▶ [Problem to work on]
Beginning at the line that holds "assert!(e.children()[0].children().is_empty());", restate each line exactly through the final line of the records. Include both of those lines.

▶ [Task inputs]
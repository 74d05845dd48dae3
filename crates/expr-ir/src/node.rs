// Copyright (c) 2025 Dimitris Kafetzis
//
// Licensed under the MIT License.
// See LICENSE file in the project root for full license information.
//
// SPDX-License-Identifier: MIT

//! Expression-tree nodes.
//!
//! A tree is built from three node kinds: literal constants, references to
//! bound input tensors, and function nodes applying an arithmetic operator
//! to one or two owned children. Each node carries the metadata inferred by
//! the propagation passes ([`Inferred`]); the metadata is not part of the
//! serialized form.

use std::fmt;
use tensor_meta::{DType, ShapeList, TensorLayout};

/// Metadata written onto a node by the propagation passes.
#[derive(Debug, Clone, Default, PartialEq)]
pub struct Inferred {
    /// Result element type, once types have been propagated.
    pub dtype: Option<DType>,
    /// Result per-sample shapes, refreshed on every shape pass.
    pub shape: Option<ShapeList>,
    /// Result layout, once layouts have been propagated.
    pub layout: Option<TensorLayout>,
}

/// Discriminates the node variants without borrowing their payloads.
#[derive(Debug, Clone, Copy, PartialEq, Eq, Hash)]
pub enum NodeKind {
    Constant,
    Tensor,
    Function,
}

impl NodeKind {
    /// Single-letter tag used in kernel keys and plan dumps.
    pub fn tag(self) -> char {
        match self {
            NodeKind::Constant => 'C',
            NodeKind::Tensor => 'T',
            NodeKind::Function => 'F',
        }
    }
}

/// A literal value as written by the expression producer.
#[derive(Debug, Clone, Copy, PartialEq, serde::Serialize, serde::Deserialize)]
#[serde(untagged)]
pub enum ConstantValue {
    Int(i64),
    Real(f64),
}

impl ConstantValue {
    /// The value as a signed integer (reals truncate toward zero).
    pub fn as_i64(self) -> i64 {
        match self {
            ConstantValue::Int(v) => v,
            ConstantValue::Real(v) => v as i64,
        }
    }

    /// The value as a double.
    pub fn as_f64(self) -> f64 {
        match self {
            ConstantValue::Int(v) => v as f64,
            ConstantValue::Real(v) => v,
        }
    }
}

impl fmt::Display for ConstantValue {
    fn fmt(&self, f: &mut fmt::Formatter<'_>) -> fmt::Result {
        match self {
            ConstantValue::Int(v) => write!(f, "{v}"),
            ConstantValue::Real(v) => write!(f, "{v:?}"),
        }
    }
}

/// A literal operand with a predetermined type.
#[derive(Debug, Clone, serde::Serialize, serde::Deserialize)]
pub struct ExprConstant {
    /// Slot of this constant within its class (integer or real).
    pub index: usize,
    /// Element type the literal is stored as.
    pub dtype: DType,
    /// The literal itself.
    pub value: ConstantValue,
    #[serde(skip)]
    pub(crate) inferred: Inferred,
}

impl ExprConstant {
    pub fn new(index: usize, dtype: DType, value: ConstantValue) -> Self {
        Self {
            index,
            dtype,
            value,
            inferred: Inferred::default(),
        }
    }
}

/// A reference to one of the bound input tensors.
#[derive(Debug, Clone, serde::Serialize, serde::Deserialize)]
pub struct ExprTensor {
    /// Index into the workspace's inputs.
    pub input: usize,
    #[serde(skip)]
    pub(crate) inferred: Inferred,
}

impl ExprTensor {
    pub fn new(input: usize) -> Self {
        Self {
            input,
            inferred: Inferred::default(),
        }
    }
}

/// An operator applied to owned subexpressions.
#[derive(Debug, Clone, serde::Serialize, serde::Deserialize)]
pub struct ExprFunc {
    /// Operator name, e.g. `"add"`.
    pub op: String,
    /// Operands, in order.
    pub args: Vec<ExprNode>,
    #[serde(skip)]
    pub(crate) inferred: Inferred,
}

impl ExprFunc {
    pub fn new(op: impl Into<String>, args: Vec<ExprNode>) -> Self {
        Self {
            op: op.into(),
            args,
            inferred: Inferred::default(),
        }
    }

    /// Inferred dtype of every operand, or `None` if any is still unknown.
    pub fn operand_dtypes(&self) -> Option<Vec<DType>> {
        self.args.iter().map(ExprNode::dtype).collect()
    }

    /// Node kind of every operand.
    pub fn operand_kinds(&self) -> Vec<NodeKind> {
        self.args.iter().map(ExprNode::kind).collect()
    }

    /// Inferred result type of this node.
    pub fn result_dtype(&self) -> Option<DType> {
        self.inferred.dtype
    }
}

/// A node of an expression tree.
#[derive(Debug, Clone, serde::Serialize, serde::Deserialize)]
#[serde(tag = "kind", rename_all = "snake_case")]
pub enum ExprNode {
    Constant(ExprConstant),
    Tensor(ExprTensor),
    Function(ExprFunc),
}

impl ExprNode {
    /// Shorthand for a constant leaf.
    pub fn constant(index: usize, dtype: DType, value: ConstantValue) -> Self {
        ExprNode::Constant(ExprConstant::new(index, dtype, value))
    }

    /// Shorthand for a tensor leaf.
    pub fn tensor(input: usize) -> Self {
        ExprNode::Tensor(ExprTensor::new(input))
    }

    /// Shorthand for a function node.
    pub fn func(op: impl Into<String>, args: Vec<ExprNode>) -> Self {
        ExprNode::Function(ExprFunc::new(op, args))
    }

    pub fn kind(&self) -> NodeKind {
        match self {
            ExprNode::Constant(_) => NodeKind::Constant,
            ExprNode::Tensor(_) => NodeKind::Tensor,
            ExprNode::Function(_) => NodeKind::Function,
        }
    }

    /// Returns `true` for constants and tensors.
    pub fn is_leaf(&self) -> bool {
        !matches!(self, ExprNode::Function(_))
    }

    /// Subexpressions of this node (empty for leaves).
    pub fn children(&self) -> &[ExprNode] {
        match self {
            ExprNode::Function(f) => &f.args,
            _ => &[],
        }
    }

    pub fn inferred(&self) -> &Inferred {
        match self {
            ExprNode::Constant(c) => &c.inferred,
            ExprNode::Tensor(t) => &t.inferred,
            ExprNode::Function(f) => &f.inferred,
        }
    }

    pub(crate) fn inferred_mut(&mut self) -> &mut Inferred {
        match self {
            ExprNode::Constant(c) => &mut c.inferred,
            ExprNode::Tensor(t) => &mut t.inferred,
            ExprNode::Function(f) => &mut f.inferred,
        }
    }

    /// The node's type: fixed for constants, inferred otherwise.
    pub fn dtype(&self) -> Option<DType> {
        match self {
            ExprNode::Constant(c) => Some(c.dtype),
            _ => self.inferred().dtype,
        }
    }

    /// The most recently inferred shape.
    pub fn shape(&self) -> Option<&ShapeList> {
        self.inferred().shape.as_ref()
    }

    /// The inferred layout.
    pub fn layout(&self) -> Option<&TensorLayout> {
        self.inferred().layout.as_ref()
    }

    /// Number of function nodes in this subtree.
    pub fn count_functions(&self) -> usize {
        let own = usize::from(!self.is_leaf());
        own + self
            .children()
            .iter()
            .map(ExprNode::count_functions)
            .sum::<usize>()
    }
}

impl fmt::Display for ExprNode {
    /// Renders `add(&0, $0:f32=2.5)`: `&i` is input `i`, `$i` is constant `i`.
    fn fmt(&self, f: &mut fmt::Formatter<'_>) -> fmt::Result {
        match self {
            ExprNode::Constant(c) => write!(f, "${}:{}={}", c.index, c.dtype, c.value),
            ExprNode::Tensor(t) => write!(f, "&{}", t.input),
            ExprNode::Function(func) => {
                write!(f, "{}(", func.op)?;
                for (i, arg) in func.args.iter().enumerate() {
                    if i > 0 {
                        write!(f, ", ")?;
                    }
                    write!(f, "{arg}")?;
                }
                write!(f, ")")
            }
        }
    }
}

#[cfg(test)]
mod tests {
    use super::*;

    fn add_tensor_constant() -> ExprNode {
        ExprNode::func(
            "add",
            vec![
                ExprNode::tensor(0),
                ExprNode::constant(0, DType::F32, ConstantValue::Real(2.5)),
            ],
        )
    }

    #[test]
    fn test_kinds() {
        let e = add_tensor_constant();
        assert_eq!(e.kind(), NodeKind::Function);
        assert!(!e.is_leaf());
        assert_eq!(e.children().len(), 2);
        assert_eq!(e.children()[1].kind(), NodeKind::Constant);
        assert!(e.children()[0].children().is_empty());
    }

    #[test]
    fn test_constant_dtype_is_fixed() {
        let c = ExprNode::constant(3, DType::I16, ConstantValue::Int(-4));
        assert_eq!(c.dtype(), Some(DType::I16));
        assert_eq!(ExprNode::tensor(0).dtype(), None);
    }

    #[test]
    fn test_counts() {
        let leaf = ExprNode::tensor(1);
        assert_eq!(leaf.count_functions(), 0);

        let nested = ExprNode::func("minus", vec![add_tensor_constant()]);
        assert_eq!(nested.count_functions(), 2);
    }

    #[test]
    fn test_display() {
        assert_eq!(add_tensor_constant().to_string(), "add(&0, $0:f32=2.5)");
    }

    #[test]
    fn test_constant_value_conversions() {
        assert_eq!(ConstantValue::Real(-2.7).as_i64(), -2);
        assert_eq!(ConstantValue::Int(3).as_f64(), 3.0);
    }

    #[test]
    fn test_json_shape() {
        let json = serde_json::to_value(add_tensor_constant()).unwrap();
        assert_eq!(json["kind"], "function");
        assert_eq!(json["op"], "add");
        assert_eq!(json["args"][0]["kind"], "tensor");
        assert_eq!(json["args"][0]["input"], 0);
        assert_eq!(json["args"][1]["dtype"], "f32");
    }
}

▶ [Answer box]
        assert!(e.children()[0].children().is_empty());
    }

    #[test]
    fn test_constant_dtype_is_fixed() {
        let c = ExprNode::constant(3, DType::I16, ConstantValue::Int(-4));
        assert_eq!(c.dtype(), Some(DType::I16));
        assert_eq!(ExprNode::tensor(0).dtype(), None);
    }

    #[test]
    fn test_counts() {
        let leaf = ExprNode::tensor(1);
        assert_eq!(leaf.count_functions(), 0);

        let nested = ExprNode::func("minus", vec![add_tensor_constant()]);
        assert_eq!(nested.count_functions(), 2);
    }

    #[test]
    fn test_display() {
        assert_eq!(add_tensor_constant().to_string(), "add(&0, $0:f32=2.5)");
    }

    #[test]
    fn test_constant_value_conversions() {
        assert_eq!(ConstantValue::Real(-2.7).as_i64(), -2);
        assert_eq!(ConstantValue::Int(3).as_f64(), 3.0);
    }

    #[test]
    fn test_json_shape() {
        let json = serde_json::to_value(add_tensor_constant()).unwrap();
        assert_eq!(json["kind"], "function");
        assert_eq!(json["op"], "add");
        assert_eq!(json["args"][0]["kind"], "tensor");
        assert_eq!(json["args"][0]["input"], 0);
        assert_eq!(json["args"][1]["dtype"], "f32");
    }
}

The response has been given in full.